Go line by line through the records below. Copy whichever lines contain the string "ServicesPayload".
(Record set)
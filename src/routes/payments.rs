use axum::{extract::State, http::StatusCode, response::IntoResponse};
use uuid::Uuid;

use crate::{
    dto::{
        envelope::ApiResponse,
        payment_dto::{
            HistoryQuery, RefundPayload, ServicesPayload, SubscriptionPayload,
            SubscriptionResponse,
        },
    },
    error::Result,
    middleware::auth::CurrentUser,
    models::{
        payment::{Payment, Receipt},
        user::UserType,
    },
    utils::validation::{ApiPath, ListQuery, ValidatedJson},
    AppState,
};

#[utoipa::path(
    post,
    path = "/api/payments/subscription",
    request_body = SubscriptionPayload,
    responses(
        (status = 200, description = "Subscription paid and activated", body = SubscriptionResponse),
        (status = 400, description = "Unknown or free plan")
    )
)]
#[axum::debug_handler]
pub async fn subscribe(
    State(state): State<AppState>,
    current: CurrentUser,
    ValidatedJson(payload): ValidatedJson<SubscriptionPayload>,
) -> Result<impl IntoResponse> {
    let result: SubscriptionResponse = state
        .payment_service
        .subscribe(current.id, payload)
        .await?;
    Ok(ApiResponse::with_message(result, "Subscription activated"))
}

#[utoipa::path(
    post,
    path = "/api/payments/services",
    request_body = ServicesPayload,
    responses(
        (status = 201, description = "Services paid and applied", body = Payment),
        (status = 400, description = "Empty list or boost without a target"),
        (status = 403, description = "Boost target is not the caller's vacancy")
    )
)]
#[axum::debug_handler]
pub async fn purchase_services(
    State(state): State<AppState>,
    current: CurrentUser,
    ValidatedJson(payload): ValidatedJson<ServicesPayload>,
) -> Result<impl IntoResponse> {
    let payment: Payment = state
        .payment_service
        .purchase_services(current.id, payload)
        .await?;
    Ok((
        StatusCode::CREATED,
        ApiResponse::with_message(payment, "Services purchased"),
    ))
}

#[utoipa::path(
    get,
    path = "/api/payments/history",
    params(
        ("limit" = Option<i64>, Query, description = "How many payments, default 10")
    ),
    responses(
        (status = 200, description = "The caller's payments, newest first")
    )
)]
#[axum::debug_handler]
pub async fn history(
    State(state): State<AppState>,
    current: CurrentUser,
    ListQuery(query): ListQuery<HistoryQuery>,
) -> Result<impl IntoResponse> {
    let payments = state.payment_service.history(current.id, query).await?;
    Ok(ApiResponse::ok(payments))
}

#[utoipa::path(
    get,
    path = "/api/payments/{id}/receipt",
    params(
        ("id" = Uuid, Path, description = "Payment ID")
    ),
    responses(
        (status = 200, description = "Printable receipt", body = Receipt),
        (status = 403, description = "Not the payer"),
        (status = 404, description = "Payment not found")
    )
)]
#[axum::debug_handler]
pub async fn receipt(
    State(state): State<AppState>,
    current: CurrentUser,
    ApiPath(id): ApiPath<Uuid>,
) -> Result<impl IntoResponse> {
    let receipt: Receipt = state.payment_service.receipt(id, &current).await?;
    Ok(ApiResponse::ok(receipt))
}

#[utoipa::path(
    post,
    path = "/api/payments/{id}/refund",
    params(
        ("id" = Uuid, Path, description = "Payment ID")
    ),
    request_body = RefundPayload,
    responses(
        (status = 200, description = "Payment refunded", body = Payment),
        (status = 400, description = "Payment is not refundable"),
        (status = 403, description = "Administrators only")
    )
)]
#[axum::debug_handler]
pub async fn refund(
    State(state): State<AppState>,
    current: CurrentUser,
    ApiPath(id): ApiPath<Uuid>,
    payload: Option<ValidatedJson<RefundPayload>>,
) -> Result<impl IntoResponse> {
    current.require_role(&[UserType::Admin])?;
    let reason = payload.and_then(|ValidatedJson(p)| p.reason);
    let payment = state.payment_service.refund(id, reason).await?;
    Ok(ApiResponse::with_message(payment, "Payment refunded"))
}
(End Record set)
#### [Result]
            HistoryQuery, RefundPayload, ServicesPayload, SubscriptionPayload,
    request_body = ServicesPayload,
    ValidatedJson(payload): ValidatedJson<ServicesPayload>,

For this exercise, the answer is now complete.